Der Song »L'amour toujours« des italienischen DJs Gigi D'Agostino wird sowohl auf der Stuttgarter Fanmeile während der Fußball-EM als auch in den Bierzelten auf dem Wasen verboten - weil die Melodie für rassistische Parolen genutzt wird. Der GEA hat gefragt, wie Veranstalter in Reutlingen und regionale Radiosender mit dem Problem-Song umgehen. Die Ansichten der Befragten gehen auseinander.

REUTLINGEN. Der Song »L'amour toujours« - auf Deutsch ungefähr: »Nichts als Liebe« - des italienischen DJs Gigi D'Agostino wurde vor über 20 Jahren als Ode an das schönste Gefühl der Welt geschrieben. Seit Monaten jedoch machen Menschen deutschlandweit mit der Melodie der Dance-Hymne Stimmung gegen Ausländer: Vergangene Woche war ein Video viral gegangen, in dem feiernde Betrunkene auf der Nordseeinsel Sylt zur Melodie des Popsongs rassistische Parolen wie »Ausländer raus« und »Deutschland den Deutschen« gegrölt hatten. Seit Dienstag laufen zudem Ermittlungen gegen eine Gruppe, die am 1. Mai im baden-württembergischen Nagold ebenfalls rassistische Parolen geschmettert haben soll. Von einem begleitenden Umzugswagen tönte dazu »L'amour toujours«.

Die Veranstaltungsgesellschaft in.Stuttgart hat nun die Konsequenz gezogen, das umstrittene Lied weder in den Wasen-Festzelten noch auf den Fanmeilen während der Fußball-EM zu spielen. Das wirft die Frage auf: Wird der Song jetzt auch bei Veranstaltern in Reutlingen verboten?

Das sagen Stadtmarketing und Reutlinger Gastronomen

Ein offizielles Verbot plant das Stadtmarketing für das baldige Stadtfest nicht. Eventmanagerin Hannah Leukert sagt dazu: »Wir werden explizit darauf hinweisen, dass es nicht gewünscht ist, dieses Lied zu spielen. Wir möchten es vermeiden, der rechten Szene hier eine Plattform zu bieten«. Zudem passe der Song auch gar nicht zur Musikrichtung, die beim Stadtfest üblicherweise gespielt werde, ergänzt Leukert.

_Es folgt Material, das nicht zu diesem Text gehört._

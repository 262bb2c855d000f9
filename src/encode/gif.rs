use crate::encode::sink::{FrameSink, SinkConfig, ensure_parent_dir};
use crate::foundation::core::FrameIndex;
use crate::foundation::error::{LayerstackError, LayerstackResult};
use crate::foundation::math::unpremul_u8;
use crate::render::backend::FrameRGBA;
use anyhow::Context as _;
use gif::{Encoder, Frame, Repeat};
use std::fs::File;
use std::io::{BufWriter, Write};
use std::path::{Path, PathBuf};

/// NeuQuant sampling factor; 10 trades a little palette quality for a large speedup.
const QUANT_SPEED: i32 = 10;

/// Animated GIF sink that loops forever.
///
/// Frames are un-premultiplied and palette-quantized per frame. Every frame carries the same
/// delay, derived from the export frame rate and rounded to the format's centisecond unit.
pub struct GifSink<W: Write + Send> {
    writer: Option<W>,
    encoder: Option<Encoder<W>>,
    out_path: Option<PathBuf>,
    cfg: Option<SinkConfig>,
    delay_cs: u16,
    last_idx: Option<FrameIndex>,
}

impl<W: Write + Send> GifSink<W> {
    /// Encode into `writer`. The GIF trailer is written and the writer flushed by `end`.
    pub fn new(writer: W) -> Self {
        Self {
            writer: Some(writer),
            encoder: None,
            out_path: None,
            cfg: None,
            delay_cs: 0,
            last_idx: None,
        }
    }
}

impl GifSink<BufWriter<File>> {
    /// Encode into a file at `path`, creating parent directories. `abort` removes the file.
    pub fn create(path: impl AsRef<Path>) -> LayerstackResult<Self> {
        let path = path.as_ref();
        ensure_parent_dir(path)?;
        let file =
            File::create(path).with_context(|| format!("create gif '{}'", path.display()))?;
        let mut sink = Self::new(BufWriter::new(file));
        sink.out_path = Some(path.to_path_buf());
        Ok(sink)
    }
}

fn frame_delay_cs(num: u32, den: u32) -> u16 {
    let cs = (u64::from(den) * 100 + u64::from(num) / 2) / u64::from(num.max(1));
    cs.clamp(1, u64::from(u16::MAX)) as u16
}

impl<W: Write + Send> FrameSink for GifSink<W> {
    fn begin(&mut self, cfg: SinkConfig) -> LayerstackResult<()> {
        if cfg.width == 0 || cfg.height == 0 {
            return Err(LayerstackError::encode(
                "gif sink width/height must be non-zero",
            ));
        }
        let (Ok(width), Ok(height)) = (u16::try_from(cfg.width), u16::try_from(cfg.height)) else {
            return Err(LayerstackError::encode(
                "gif sink width/height must fit in 16 bits",
            ));
        };
        let writer = self
            .writer
            .take()
            .ok_or_else(|| LayerstackError::encode("gif sink can only be started once"))?;
        let mut encoder = Encoder::new(writer, width, height, &[])
            .map_err(|e| LayerstackError::encode(format!("gif header: {e}")))?;
        encoder
            .set_repeat(Repeat::Infinite)
            .map_err(|e| LayerstackError::encode(format!("gif repeat: {e}")))?;

        self.delay_cs = frame_delay_cs(cfg.fps.num, cfg.fps.den);
        self.encoder = Some(encoder);
        self.cfg = Some(cfg);
        self.last_idx = None;
        Ok(())
    }

    fn push_frame(
        &mut self,
        idx: FrameIndex,
        _time_s: f64,
        frame: &FrameRGBA,
    ) -> LayerstackResult<()> {
        let (Some(cfg), Some(encoder)) = (self.cfg.as_ref(), self.encoder.as_mut()) else {
            return Err(LayerstackError::encode("gif sink not started"));
        };
        if let Some(last) = self.last_idx
            && idx.0 <= last.0
        {
            return Err(LayerstackError::encode(
                "gif sink received out-of-order frame index",
            ));
        }
        self.last_idx = Some(idx);

        if frame.width != cfg.width
            || frame.height != cfg.height
            || frame.data.len() != (cfg.width as usize) * (cfg.height as usize) * 4
        {
            return Err(LayerstackError::encode(format!(
                "frame size mismatch: got {}x{}, expected {}x{}",
                frame.width, frame.height, cfg.width, cfg.height
            )));
        }

        let mut straight = frame.data.clone();
        if frame.premultiplied {
            for px in straight.chunks_exact_mut(4) {
                let a = px[3];
                px[0] = unpremul_u8(px[0], a);
                px[1] = unpremul_u8(px[1], a);
                px[2] = unpremul_u8(px[2], a);
            }
        }
        // Sizes were checked against the 16-bit limit in `begin`.
        let mut gif_frame =
            Frame::from_rgba_speed(cfg.width as u16, cfg.height as u16, &mut straight, QUANT_SPEED);
        gif_frame.delay = self.delay_cs;

        encoder
            .write_frame(&gif_frame)
            .map_err(|e| LayerstackError::encode(format!("gif frame {}: {e}", idx.0)))
    }

    fn end(&mut self) -> LayerstackResult<()> {
        let encoder = self
            .encoder
            .take()
            .ok_or_else(|| LayerstackError::encode("gif sink not started"))?;
        self.cfg = None;
        let mut writer = encoder
            .into_inner()
            .map_err(|e| LayerstackError::encode(format!("gif trailer: {e}")))?;
        writer
            .flush()
            .map_err(|e| LayerstackError::encode(format!("gif flush: {e}")))
    }

    fn abort(&mut self) {
        drop(self.encoder.take());
        self.cfg = None;
        if let Some(path) = self.out_path.take()
            && let Err(e) = std::fs::remove_file(&path)
        {
            tracing::warn!(path = %path.display(), error = %e, "failed to remove partial gif");
        }
    }
}

#[cfg(test)]
#[path = "../../tests/unit/encode/gif.rs"]
mod tests;
pub(crate) fn mul_div255_u16(x: u16, y: u16) -> u16 {
    (((u32::from(x) * u32::from(y)) + 127) / 255) as u16
}

pub(crate) fn mul_div255_u8(x: u16, y: u16) -> u8 {
    mul_div255_u16(x, y) as u8
}

/// Undo premultiplication of a single channel. `a == 0` yields 0.
pub(crate) fn unpremul_u8(c: u8, a: u8) -> u8 {
    if a == 0 {
        return 0;
    }
    let v = (u32::from(c) * 255 + u32::from(a) / 2) / u32::from(a);
    v.min(255) as u8
}

/// `true` when two floats are equal within `eps`.
pub(crate) fn approx_eq(a: f64, b: f64, eps: f64) -> bool {
    (a - b).abs() <= eps
}

#[cfg(test)]
#[path = "../../tests/unit/foundation/math.rs"]
mod tests;
use crate::animation::ease::Ease;
use crate::foundation::error::{LayerstackError, LayerstackResult};
use crate::geometry::transform::{Transform2D, lerp, normalize_angle, shortest_angle_delta};

/// One point on a layer's animation track.
///
/// `delta` is relative to the layer's base transform: `x`/`y` add, `scale_x`/`scale_y` multiply,
/// `rotation_deg` adds. `opacity` multiplies the base opacity. `ease` shapes the segment that
/// starts at this keyframe.
#[derive(Clone, Copy, Debug, PartialEq, serde::Serialize, serde::Deserialize)]
pub struct Keyframe {
    /// Time in seconds.
    pub time_s: f64,
    /// Transform delta at `time_s`.
    #[serde(default)]
    pub delta: Transform2D,
    /// Opacity multiplier at `time_s`.
    #[serde(default = "unit_opacity")]
    pub opacity: f64,
    /// Easing of the segment towards the next keyframe.
    #[serde(default)]
    pub ease: Ease,
}

fn unit_opacity() -> f64 {
    1.0
}

impl Keyframe {
    /// Keyframe at `time_s` with a translation-only delta.
    pub fn translate(time_s: f64, dx: f64, dy: f64) -> Self {
        Self {
            time_s,
            delta: Transform2D::at(dx, dy),
            opacity: 1.0,
            ease: Ease::Linear,
        }
    }

    /// Replace the segment easing.
    pub fn with_ease(mut self, ease: Ease) -> Self {
        self.ease = ease;
        self
    }

    /// Replace the opacity multiplier.
    pub fn with_opacity(mut self, opacity: f64) -> Self {
        self.opacity = opacity;
        self
    }

    /// Replace the transform delta.
    pub fn with_delta(mut self, delta: Transform2D) -> Self {
        self.delta = delta;
        self
    }
}

/// Keyframe delta evaluated at a given time.
#[derive(Clone, Copy, Debug, PartialEq)]
pub struct KeyframeSample {
    /// Interpolated transform delta.
    pub delta: Transform2D,
    /// Interpolated opacity multiplier.
    pub opacity: f64,
}

impl KeyframeSample {
    /// No change to the base transform or opacity.
    pub const NEUTRAL: Self = Self {
        delta: Transform2D::IDENTITY,
        opacity: 1.0,
    };

    /// Combine this delta with a base transform and opacity.
    pub fn apply_to(&self, base: &Transform2D, base_opacity: f64) -> (Transform2D, f64) {
        let d = &self.delta;
        let t = Transform2D {
            x: base.x + d.x,
            y: base.y + d.y,
            scale_x: base.scale_x * d.scale_x,
            scale_y: base.scale_y * d.scale_y,
            rotation_deg: normalize_angle(base.rotation_deg + d.rotation_deg),
        };
        (t, (base_opacity * self.opacity).clamp(0.0, 1.0))
    }
}

/// Time-sorted keyframe track. An empty track leaves the layer static.
#[derive(Clone, Debug, Default, PartialEq, serde::Serialize, serde::Deserialize)]
#[serde(transparent)]
pub struct Keyframes {
    frames: Vec<Keyframe>,
}

impl Keyframes {
    /// Sort `frames` by time and validate them.
    pub fn new(mut frames: Vec<Keyframe>) -> LayerstackResult<Self> {
        frames.sort_by(|a, b| a.time_s.total_cmp(&b.time_s));
        let out = Self { frames };
        out.validate()?;
        Ok(out)
    }

    /// Empty track.
    pub fn none() -> Self {
        Self::default()
    }

    /// Borrow the keyframes in time order.
    pub fn as_slice(&self) -> &[Keyframe] {
        &self.frames
    }

    /// `true` when the track has no keyframes.
    pub fn is_empty(&self) -> bool {
        self.frames.is_empty()
    }

    /// Number of keyframes.
    pub fn len(&self) -> usize {
        self.frames.len()
    }

    /// Check finiteness and strictly increasing times.
    pub fn validate(&self) -> LayerstackResult<()> {
        for k in &self.frames {
            if !k.time_s.is_finite() || !k.opacity.is_finite() || !k.delta.is_finite() {
                return Err(LayerstackError::invalid_geometry(format!(
                    "keyframe at t={} has non-finite values",
                    k.time_s
                )));
            }
        }
        for w in self.frames.windows(2) {
            if w[1].time_s <= w[0].time_s {
                return Err(LayerstackError::validation(format!(
                    "keyframe times must be strictly increasing ({} then {})",
                    w[0].time_s, w[1].time_s
                )));
            }
        }
        Ok(())
    }

    /// Evaluate the track at `t_s`.
    ///
    /// Before the first keyframe the first one holds, after the last one the last one holds.
    /// Rotation follows the shortest arc between neighbours.
    pub fn sample(&self, t_s: f64) -> KeyframeSample {
        let (Some(first), Some(last)) = (self.frames.first(), self.frames.last()) else {
            return KeyframeSample::NEUTRAL;
        };
        if t_s <= first.time_s {
            return sample_of(first);
        }
        if t_s >= last.time_s {
            return sample_of(last);
        }

        // First index whose time is strictly after t_s; guaranteed in 1..len here.
        let hi = self.frames.partition_point(|k| k.time_s <= t_s);
        let a = &self.frames[hi - 1];
        let b = &self.frames[hi];
        let u = a.ease.apply((t_s - a.time_s) / (b.time_s - a.time_s));

        let da = &a.delta;
        let db = &b.delta;
        KeyframeSample {
            delta: Transform2D {
                x: lerp(da.x, db.x, u),
                y: lerp(da.y, db.y, u),
                scale_x: lerp(da.scale_x, db.scale_x, u),
                scale_y: lerp(da.scale_y, db.scale_y, u),
                rotation_deg: da.rotation_deg
                    + shortest_angle_delta(da.rotation_deg, db.rotation_deg) * u,
            },
            opacity: lerp(a.opacity, b.opacity, u),
        }
    }
}

fn sample_of(k: &Keyframe) -> KeyframeSample {
    KeyframeSample {
        delta: k.delta,
        opacity: k.opacity,
    }
}

#[cfg(test)]
#[path = "../../tests/unit/animation/keyframes.rs"]
mod tests;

Für den Reutlinger Gastronom Andrea Pinna gehört »L'amour toujours« weiterhin fest zum musikalischen Repertoire. »Wir haben den Song erst vergangenes Wochenende gespielt«, erklärt der Geschäftsführer der »Färberei 4 GmbH«, zu der auch der Club »P&K« gehört. »Die Leute haben gefeiert wie immer«, sagt Pinna. »Es ist schade, dass das Lied so benutzt wird.« Schließlich trage der Künstler keine Schuld an der Vereinnahmung seines Songs. Der Gastronom macht auch gleichzeitig klar: »Solange unsere Gäste Sylt nicht kopieren, wird der Song weitergespielt. Falls sie es doch kopieren, werden die Verantwortlichen des Hauses verwiesen.«

Auch für Onur Sönmez, Geschäftsführer von Holy 21-Entertainment und Betreiber der Disco »Nachtfabrik«, ist der Fall eindeutig: »Ich schränke die Kreativität meiner DJs nicht ein. Wenn jemand den Song spielen will, dann soll er das machen.« Sollten sich Gäste dabei rassistisch äußern, werde das Konsequenzen nach sich ziehen: »Die werden den Laden nicht mehr betreten. Rassismus hat für mich im Privaten und Geschäftlichen keinen Platz.«

Das sagen Radiosender in der Region

Aber nicht nur Veranstalter und Gastronomen müssen entscheiden, ob sie den Song im Programm behalten. Die Haltung des Stuttgarter Radiosenders »Antenne 1«, der auch ein Studio in Reutlingen hat, zu dem Problem ist klar: »Nein, wir spielen den Song nicht mehr«, sagt der Leiter der Musikredaktion Andreas Schmitt. Das Lied werde ja schon seit einiger Zeit für rechte Parolen genutzt und das wolle man nicht unterstützen. »Andere Songs des Künstlers spielen wir aber durchaus«, erklärt Schmitt. Denn D'Agostino könne schließlich nichts für die Vereinnahmung seiner Kreation.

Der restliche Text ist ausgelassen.